OLYMPIA, Wash. — Country singer/songwriter Neko Case almost didn't make it to Ladyfest.
While traveling from Portland, Ore., on Thursday afternoon, the van carrying Case and Her Boyfriends, as she calls her backing band, broke down, leaving them stranded in Kelso, Wash. But her friends at Ladyfest came to the rescue, dispatching a volunteer to pick them up and bring them to Capitol Theatre, where Case headlined that night's country showcase, the only themed show at the six-day women's arts festival.
On the surface, the country show — which also featured North Carolina quartet Trailer Bride and Carolyn Mark and Her Roommates — could appear to be a sharp deviation from Ladyfest's emphasis on punk and indie rock. But Case didn't see it that way.
"It's all the same thing," the red-haired, wide-eyed Case said as she sat on a curb outside the theater, sipping water to combat the dehydration that had resulted from hours in the sun. "It's the same fans. I think punk-rock fans have always been interested in new forms of music."
Later, as Case and her band performed a set that featured "Set Out Running" and "Guided by Wire" (RealAudio excerpt), from last year's Furnace Room Lullaby, there was evidence to support her assertion.
Alt-Country Looks For Its Audience
Tammy Martin, 22, a fan from Olympia, was among those front and center against the stage, her short, pink hair glowing in the lights as she did her own kind of one-woman square dance.
Yet on the whole, the country showcase drew a smaller and noticeably different audience than the two previous nights' performances.
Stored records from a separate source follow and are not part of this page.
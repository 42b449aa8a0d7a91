//! Configuration loading and discovery.
//!
//! Configuration comes from (lowest to highest precedence): built-in
//! defaults, the user config in the XDG config directory, project
//! config files found by walking up from the working directory
//! (stopping at a `.git` boundary), explicit `--config` files, and
//! `WORDWATCH_*` environment variables. TOML, YAML, and JSON are all
//! accepted; discovery looks for `wordwatch.<ext>` and
//! `.wordwatch.<ext>`.

use camino::{Utf8Path, Utf8PathBuf};
use figment::Figment;
use figment::providers::{Env, Format, Json, Serialized, Toml, Yaml};
use serde::{Deserialize, Serialize};

use crate::error::{ConfigError, ConfigResult};
use crate::word_lists::ListPaths;

/// Default bound on the interesting-word list.
pub const DEFAULT_INTERESTING_WORDS: usize = 10;

/// Default debounce window for coalescing rapid saves, in milliseconds.
pub const DEFAULT_DEBOUNCE_MS: u64 = 500;

/// The configuration for wordwatch.
#[derive(Debug, Clone, Deserialize, Serialize, PartialEq)]
#[serde(default)]
pub struct Config {
    /// Log level for the application (e.g., "debug", "info", "warn", "error").
    pub log_level: LogLevel,
    /// Directory for JSONL log files (falls back to stderr if unset).
    pub log_dir: Option<Utf8PathBuf>,
    /// Endpoint URL reports are POSTed to. Unset means stdout.
    pub endpoint: Option<String>,
    /// Path to the general vocabulary list (plain format).
    pub vocabulary_list: Option<Utf8PathBuf>,
    /// Path to the advanced word list (plain format).
    pub fancy_list: Option<Utf8PathBuf>,
    /// Path to the academic word list (categorized format).
    pub academic_list: Option<Utf8PathBuf>,
    /// Upper bound on the interesting-word list.
    pub interesting_words: usize,
    /// Debounce window for coalescing rapid saves, in milliseconds.
    pub debounce_ms: u64,
}

impl Default for Config {
    fn default() -> Self {
        Self {
            log_level: LogLevel::default(),
            log_dir: None,
            endpoint: None,
            vocabulary_list: None,
            fancy_list: None,
            academic_list: None,
            interesting_words: DEFAULT_INTERESTING_WORDS,
            debounce_ms: DEFAULT_DEBOUNCE_MS,
        }
    }
}

impl Config {
    /// Resolve the three word-list paths, if all are configured.
    pub fn list_paths(&self) -> Option<ListPaths> {
        Some(ListPaths {
            vocabulary: self.vocabulary_list.clone()?,
            fancy: self.fancy_list.clone()?,
            academic: self.academic_list.clone()?,
        })
    }
}

/// Log level configuration.
#[derive(Debug, Clone, Default, Deserialize, Serialize, PartialEq, Eq)]
#[serde(rename_all = "lowercase")]
pub enum LogLevel {
    /// Verbose output for debugging and development.
    Debug,
    /// Standard operational information (default).
    #[default]
    Info,
    /// Warnings about potential issues.
    Warn,
    /// Errors that indicate failures.
    Error,
}

impl LogLevel {
    /// Returns the log level as a lowercase string slice.
    pub const fn as_str(&self) -> &'static str {
        match self {
            Self::Debug => "debug",
            Self::Info => "info",
            Self::Warn => "warn",
            Self::Error => "error",
        }
    }
}

/// Metadata about which configuration sources were loaded.
#[derive(Debug, Clone, Default, Serialize)]
pub struct ConfigSources {
    /// Project config files found by walking up, ordered low→high precedence.
    #[serde(skip_serializing_if = "Vec::is_empty")]
    pub project_files: Vec<Utf8PathBuf>,
    /// User config file from XDG config directory.
    #[serde(skip_serializing_if = "Option::is_none")]
    pub user_file: Option<Utf8PathBuf>,
    /// Explicit config files loaded (e.g., from `--config` flag).
    #[serde(skip_serializing_if = "Vec::is_empty")]
    pub explicit_files: Vec<Utf8PathBuf>,
}

impl ConfigSources {
    /// Returns the highest-precedence config file that was loaded.
    pub fn primary_file(&self) -> Option<&Utf8Path> {
        self.explicit_files
            .last()
            .map(Utf8PathBuf::as_path)
            .or_else(|| self.project_files.last().map(Utf8PathBuf::as_path))
            .or(self.user_file.as_deref())
    }
}

/// Supported configuration file extensions (in order of preference).
const CONFIG_EXTENSIONS: &[&str] = &["toml", "yaml", "yml", "json"];

/// Application name for XDG directory lookup and config file names.
const APP_NAME: &str = "wordwatch";

/// Builder for loading configuration from multiple sources.
#[derive(Debug, Default)]
pub struct ConfigLoader {
    /// Starting directory for project config search.
    project_search_root: Option<Utf8PathBuf>,
    /// Whether to include user config from XDG directory.
    include_user_config: bool,
    /// Stop searching when we hit a directory containing this file/dir.
    boundary_marker: Option<String>,
    /// Explicit config files to load (for testing or programmatic use).
    explicit_files: Vec<Utf8PathBuf>,
}

impl ConfigLoader {
    /// Create a new config loader with default settings.
    pub fn new() -> Self {
        Self {
            project_search_root: None,
            include_user_config: true,
            boundary_marker: Some(".git".to_string()),
            explicit_files: Vec::new(),
        }
    }

    /// Set the starting directory for project config search.
    pub fn with_project_search<P: AsRef<Utf8Path>>(mut self, path: P) -> Self {
        self.project_search_root = Some(path.as_ref().to_path_buf());
        self
    }

    /// Set whether to include user config from `~/.config/wordwatch/`.
    pub const fn with_user_config(mut self, include: bool) -> Self {
        self.include_user_config = include;
        self
    }

    /// Set a boundary marker to stop directory traversal. Default `.git`.
    pub fn with_boundary_marker<S: Into<String>>(mut self, marker: S) -> Self {
        self.boundary_marker = Some(marker.into());
        self
    }

    /// Disable boundary marker (search all the way to filesystem root).
    pub fn without_boundary_marker(mut self) -> Self {
        self.boundary_marker = None;
        self
    }

    /// Add an explicit config file to load. Later files win.
    pub fn with_file<P: AsRef<Utf8Path>>(mut self, path: P) -> Self {
        self.explicit_files.push(path.as_ref().to_path_buf());
        self
    }

    /// Load configuration, merging all discovered sources.
    ///
    /// Precedence (highest to lowest): environment, explicit files,
    /// project config (closest to search root), user config, defaults.
    #[tracing::instrument(skip(self), fields(search_root = ?self.project_search_root))]
    pub fn load(self) -> ConfigResult<(Config, ConfigSources)> {
        tracing::debug!("loading configuration");
        let mut figment = Figment::new().merge(Serialized::defaults(Config::default()));
        let mut sources = ConfigSources::default();

        if self.include_user_config
            && let Some(user_config) = find_user_config()
        {
            figment = merge_file(figment, &user_config);
            sources.user_file = Some(user_config);
        }

        if let Some(ref root) = self.project_search_root {
            let project_configs = self.find_project_configs(root);
            for pc in &project_configs {
                figment = merge_file(figment, pc);
            }
            sources.project_files = project_configs;
        }

        for file in &self.explicit_files {
            figment = merge_file(figment, file);
        }
        sources.explicit_files = self.explicit_files;

        // WORDWATCH_ENDPOINT=http://..., WORDWATCH_LOG_LEVEL=debug, etc.
        figment = figment.merge(Env::prefixed("WORDWATCH_").lowercase(true));

        let config: Config = figment
            .extract()
            .map_err(|e| ConfigError::Deserialize(Box::new(e)))?;
        tracing::info!(
            log_level = config.log_level.as_str(),
            endpoint = ?config.endpoint,
            "configuration loaded"
        );
        Ok((config, sources))
    }

    /// Find project config files by walking up from the given directory.
    ///
    /// Returns all matching files from the closest directory that has
    /// any match: dotfiles before regular files (figment merges
    /// last-wins).
    fn find_project_configs(&self, start: &Utf8Path) -> Vec<Utf8PathBuf> {
        let mut current = Some(start.to_path_buf());

        while let Some(dir) = current {
            let mut found = Vec::new();

            for ext in CONFIG_EXTENSIONS {
                let dotfile = dir.join(format!(".{APP_NAME}.{ext}"));
                if dotfile.is_file() {
                    found.push(dotfile);
                }
            }
            for ext in CONFIG_EXTENSIONS {
                let regular = dir.join(format!("{APP_NAME}.{ext}"));
                if regular.is_file() {
                    found.push(regular);
                }
            }

            if !found.is_empty() {
                return found;
            }

            // Check for boundary marker AFTER checking config files,
            // so a config in the same directory as the marker is found.
            if let Some(ref marker) = self.boundary_marker
                && dir.join(marker).exists()
                && dir != start
            {
                break;
            }

            current = dir.parent().map(Utf8Path::to_path_buf);
        }

        Vec::new()
    }
}

/// Find user config in the XDG config directory.
fn find_user_config() -> Option<Utf8PathBuf> {
    let proj_dirs = directories::ProjectDirs::from("", "", APP_NAME)?;
    let config_dir = proj_dirs.config_dir();

    for ext in CONFIG_EXTENSIONS {
        let config_path = config_dir.join(format!("config.{ext}"));
        if config_path.is_file() {
            return Utf8PathBuf::from_path_buf(config_path).ok();
        }
    }

    None
}

/// Merge a config file into the figment, detecting format from extension.
fn merge_file(figment: Figment, path: &Utf8Path) -> Figment {
    match path.extension() {
        Some("yaml" | "yml") => figment.merge(Yaml::file_exact(path.as_str())),
        Some("json") => figment.merge(Json::file_exact(path.as_str())),
        _ => figment.merge(Toml::file_exact(path.as_str())),
    }
}

#[cfg(test)]
mod tests {
    use super::*;
    use std::fs;
    use tempfile::TempDir;

    #[test]
    fn default_config() {
        let config = Config::default();
        assert_eq!(config.log_level, LogLevel::Info);
        assert_eq!(config.interesting_words, DEFAULT_INTERESTING_WORDS);
        assert_eq!(config.debounce_ms, DEFAULT_DEBOUNCE_MS);
        assert!(config.endpoint.is_none());
        assert!(config.list_paths().is_none());
    }

    #[test]
    fn loader_builds_with_defaults() {
        let (config, sources) = ConfigLoader::new()
            .with_user_config(false)
            .without_boundary_marker()
            .load()
            .unwrap();
        assert_eq!(config.log_level, LogLevel::Info);
        assert!(sources.primary_file().is_none());
    }

    #[test]
    fn single_file_overrides_default() {
        let tmp = TempDir::new().unwrap();
        let config_path = tmp.path().join("config.toml");
        fs::write(
            &config_path,
            r#"log_level = "debug"
endpoint = "http://localhost:9200/stats"
interesting_words = 25
"#,
        )
        .unwrap();
        let config_path = Utf8PathBuf::try_from(config_path).unwrap();

        let (config, _sources) = ConfigLoader::new()
            .with_user_config(false)
            .with_file(&config_path)
            .load()
            .unwrap();

        assert_eq!(config.log_level, LogLevel::Debug);
        assert_eq!(
            config.endpoint.as_deref(),
            Some("http://localhost:9200/stats")
        );
        assert_eq!(config.interesting_words, 25);
    }

    #[test]
    fn later_file_overrides_earlier() {
        let tmp = TempDir::new().unwrap();
        let base = tmp.path().join("base.toml");
        fs::write(&base, r#"log_level = "warn""#).unwrap();
        let over = tmp.path().join("override.toml");
        fs::write(&over, r#"log_level = "error""#).unwrap();

        let base = Utf8PathBuf::try_from(base).unwrap();
        let over = Utf8PathBuf::try_from(over).unwrap();

        let (config, _sources) = ConfigLoader::new()
            .with_user_config(false)
            .with_file(&base)
            .with_file(&over)
            .load()
            .unwrap();
        assert_eq!(config.log_level, LogLevel::Error);
    }

    #[test]
    fn project_config_discovery_walks_up() {
        let tmp = TempDir::new().unwrap();
        let project = tmp.path().join("project");
        let deep = project.join("src").join("deep");
        fs::create_dir_all(&deep).unwrap();
        fs::write(project.join(".wordwatch.toml"), r#"log_level = "debug""#).unwrap();

        let deep = Utf8PathBuf::try_from(deep).unwrap();
        let (config, sources) = ConfigLoader::new()
            .with_user_config(false)
            .without_boundary_marker()
            .with_project_search(&deep)
            .load()
            .unwrap();

        assert_eq!(config.log_level, LogLevel::Debug);
        assert!(!sources.project_files.is_empty());
    }

    #[test]
    fn boundary_marker_stops_search() {
        let tmp = TempDir::new().unwrap();
        let parent = tmp.path().join("parent");
        let child = parent.join("child");
        let work = child.join("work");
        fs::create_dir_all(&work).unwrap();
        fs::write(parent.join(".wordwatch.toml"), r#"log_level = "warn""#).unwrap();
        fs::create_dir(child.join(".git")).unwrap();

        let work = Utf8PathBuf::try_from(work).unwrap();
        let (config, sources) = ConfigLoader::new()
            .with_user_config(false)
            .with_boundary_marker(".git")
            .with_project_search(&work)
            .load()
            .unwrap();

        assert_eq!(config.log_level, LogLevel::Info);
        assert!(sources.project_files.is_empty());
    }

    #[test]
    fn regular_file_overrides_dotfile() {
        let tmp = TempDir::new().unwrap();
        fs::write(tmp.path().join(".wordwatch.toml"), r#"log_level = "debug""#).unwrap();
        fs::write(tmp.path().join("wordwatch.toml"), r#"log_level = "error""#).unwrap();

        let tmp_path = Utf8PathBuf::try_from(tmp.path().to_path_buf()).unwrap();
        let (config, sources) = ConfigLoader::new()
            .with_user_config(false)
            .without_boundary_marker()
            .with_project_search(&tmp_path)
            .load()
            .unwrap();

        assert_eq!(config.log_level, LogLevel::Error);
        assert_eq!(sources.project_files.len(), 2);
    }

    #[test]
    fn yaml_config_discovered() {
        let tmp = TempDir::new().unwrap();
        fs::write(tmp.path().join("wordwatch.yaml"), "log_level: debug\n").unwrap();

        let tmp_path = Utf8PathBuf::try_from(tmp.path().to_path_buf()).unwrap();
        let (config, sources) = ConfigLoader::new()
            .with_user_config(false)
            .without_boundary_marker()
            .with_project_search(&tmp_path)
            .load()
            .unwrap();

        assert_eq!(config.log_level, LogLevel::Debug);
        assert_eq!(sources.project_files.len(), 1);
    }

    #[test]
    fn list_paths_requires_all_three() {
        let mut config = Config {
            vocabulary_list: Some(Utf8PathBuf::from("vocab.txt")),
            fancy_list: Some(Utf8PathBuf::from("fancy.txt")),
            ..Config::default()
        };
        assert!(config.list_paths().is_none());
        config.academic_list = Some(Utf8PathBuf::from("awl.txt"));
        let paths = config.list_paths().unwrap();
        assert_eq!(paths.vocabulary.as_str(), "vocab.txt");
    }
}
Held at the same venue, those shows featured punk trio the Butchies, hometown rockers Bangs, moody singer/songwriter Cat Power and others.
Crowds at the earlier shows comprised twentysomething young women, many
sporting chains, tattoos, piercings and vibrantly colored hair, but Thursday night's audience was predominantly older and more conservative-looking, and it had considerably more men.
Some speculated that a house party featuring punk bands Haggard and the Gossip, which overlapped with the country show, attracted a fair amount of the riot grrrls who had spent their first two nights of Ladyfest at Capitol Theatre.
"I'm bummed that more people didn't come," Martin said while sitting on the steps in the theater's lobby after the show. "No country bands ever come to Olympia."
That's precisely the reason why Cindy Wolfe, singer/songwriter for alt-country group Tennessee Twin, decided a country showcase was a must for Ladyfest. Wolfe said she tried unsuccessfully to convince organizers of Olympia's underground music fest Yoyo a Go Go to have a country-themed event last year. The organizers of Ladyfest, who include her sister Allison Wolfe of Bratmobile, were more receptive.
"The whole alt-country movement is really trying to bring country back to what it was originally — really simple and beautiful," Wolfe said, adding that she finds much of the country music played on radio today to be "tuneless, talentless pop." "I hope this [showcase] is an eye-opener, because I think it's really important to reintroduce people to what country is supposed to be about."
Tennessee Twin played an early set Thursday night, as did Rose & Kathy Melberg and Daisy Duke.
Clad in party dresses and cowgirl hats, Vancouver, British Columbia, trio Daisy Duke got the crowd dancing with a set that featured a countrified cover of Prince's "Kiss" and Tammy Wynette's "Stand by Your Man," along with original numbers.
Just A Step Beyond Punk
Daisy Duke singer Robyn Carrigan said she felt right at home playing at a festival that leaned heavily on punk rock, saying that country music has more in common with punk than most people think.
"Country, like punk, has that down-home thing that anybody can pick up the guitar and do it," she said. "It seems like a lot of people who are getting too old for punk are turning to country." And punk bands X, the Blasters, the Meat Puppets and Social Distortion offer some proof she's right.
Case and Trailer Bride, who are touring together, received the warmest receptions of the night, as the crowd beefed up and moved closer to the stage. With singer/guitarist Melissa Swingle delivering her aloof twang, Trailer Bride performed a no-nonsense set that featured older favorites such as "Porch Song" (RealAudio excerpt) mixed with newer tunes, including "Clermont Hotel," from Whine de Lune (1999).
"The reason I came to Ladyfest was to hear and see new things," said 18-year-old Emily Price of New York. "I don't listen to country, but this has been awesome."